Items listed in a dataset
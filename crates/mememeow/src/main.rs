//! Binary entrypoint for the MemeMeow command-line client.
use std::{path::PathBuf, process::ExitCode, sync::Arc};

use clap::{Parser, Subcommand};
use meow_engine::AppController;
use meow_gateway::{Gateway, MrpcBackend};
use meow_protocol::ipc::ui_channel;
use tracing::{debug, error};

/// Subcommand implementations.
mod commands;
/// Rendering of UI messages on the terminal.
mod output;

#[derive(Parser, Debug)]
#[command(name = "mememeow", about = "Search memes and manage MemeMeow settings", version)]
/// Command-line interface for the `mememeow` binary.
struct Cli {
    #[command(subcommand)]
    command: Command,

    /// Backend socket path (overrides the config file)
    #[arg(long)]
    socket: Option<String>,

    /// Logging controls
    #[command(flatten)]
    log: logging::LogArgs,

    /// Optional path to the config file
    #[arg(long, value_name = "PATH")]
    config: Option<PathBuf>,
}

#[derive(Subcommand, Debug)]
/// Top-level CLI subcommands.
enum Command {
    /// Load and validate the configuration, print it, then exit.
    Check,

    /// Search memes by keyword.
    Search {
        /// Keyword to search for
        keyword: String,

        /// Copy the N-th result (1-9) to the clipboard
        #[arg(long, value_parser = clap::value_parser!(u8).range(1..=9))]
        pick: Option<u8>,
    },

    /// Show the stored preferences.
    Prefs,

    /// Edit preferences and save them.
    Save {
        /// Copy selected memes to the clipboard
        #[arg(long)]
        copy_to_clipboard: Option<bool>,

        /// New app toggle shortcut, e.g. "ctrl+shift+v"
        #[arg(long, conflicts_with = "reset_shortcut")]
        shortcut: Option<String>,

        /// Restore the default app toggle shortcut (ctrl+alt+v)
        #[arg(long)]
        reset_shortcut: bool,
    },

    /// Community meme packs.
    #[command(subcommand)]
    Community(CommunityCmd),

    /// Backend API endpoints.
    #[command(subcommand)]
    Api(ApiCmd),
}

#[derive(Subcommand, Debug)]
/// `community` subcommands.
enum CommunityCmd {
    /// List packs, optionally filtered.
    List {
        /// Match against name, author, description and tags
        query: Option<String>,
    },
    /// Enable a pack.
    Enable {
        /// Pack uuid
        uuid: String,
    },
    /// Disable a pack.
    Disable {
        /// Pack uuid
        uuid: String,
    },
    /// Download a fresh manifest.
    Refresh,
}

#[derive(Subcommand, Debug)]
/// `api` subcommands.
enum ApiCmd {
    /// List endpoints.
    List,
    /// Add an endpoint.
    Add {
        /// Display name
        name: String,
        /// Base url (http or https)
        url: String,
    },
    /// Remove the endpoint at INDEX.
    Remove {
        /// Position in the list
        index: usize,
    },
    /// Switch to the endpoint at INDEX.
    Use {
        /// Position in the list
        index: usize,
    },
}

#[tokio::main]
async fn main() -> ExitCode {
    let cli = Cli::parse();
    logging::init(&cli.log);

    let cfg = match config::load_or_default(cli.config.as_deref()) {
        Ok(c) => c,
        Err(e) => {
            eprintln!("{}", e.pretty());
            return ExitCode::FAILURE;
        }
    };

    if let Command::Check = cli.command {
        println!("{cfg:#?}");
        return ExitCode::SUCCESS;
    }

    let socket = cli.socket.clone().unwrap_or_else(|| cfg.backend.socket.clone());
    let (backend, events) = match MrpcBackend::connect_with_retries(&socket).await {
        Ok(pair) => pair,
        Err(e) => {
            error!(socket = %socket, error = %e, "backend_connect_failed");
            eprintln!("fatal: cannot reach the MemeMeow backend at {socket}: {e}");
            return ExitCode::FAILURE;
        }
    };
    debug!(socket = %socket, "backend_connected");

    let (tx, mut rx) = ui_channel();
    let app = AppController::new(Gateway::new(Arc::new(backend)), &cfg, tx);
    let events_app = app.clone();
    tokio::spawn(async move { events_app.run_events(events).await });

    // Every failed command exits 1. Errors the controllers already showed are
    // not reported a second time.
    let code = match commands::run(&app, cli.command).await {
        Ok(()) => ExitCode::SUCCESS,
        Err(e) => {
            let shown = output::drain(&mut rx);
            if output::needs_report(&e, shown) {
                app.report(&e);
            }
            ExitCode::FAILURE
        }
    };
    output::drain(&mut rx);
    code
}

### What this task involves
Lines above that have "endpoints": copy each of them.

### Response to this task
    /// Backend API endpoints.
    /// List endpoints.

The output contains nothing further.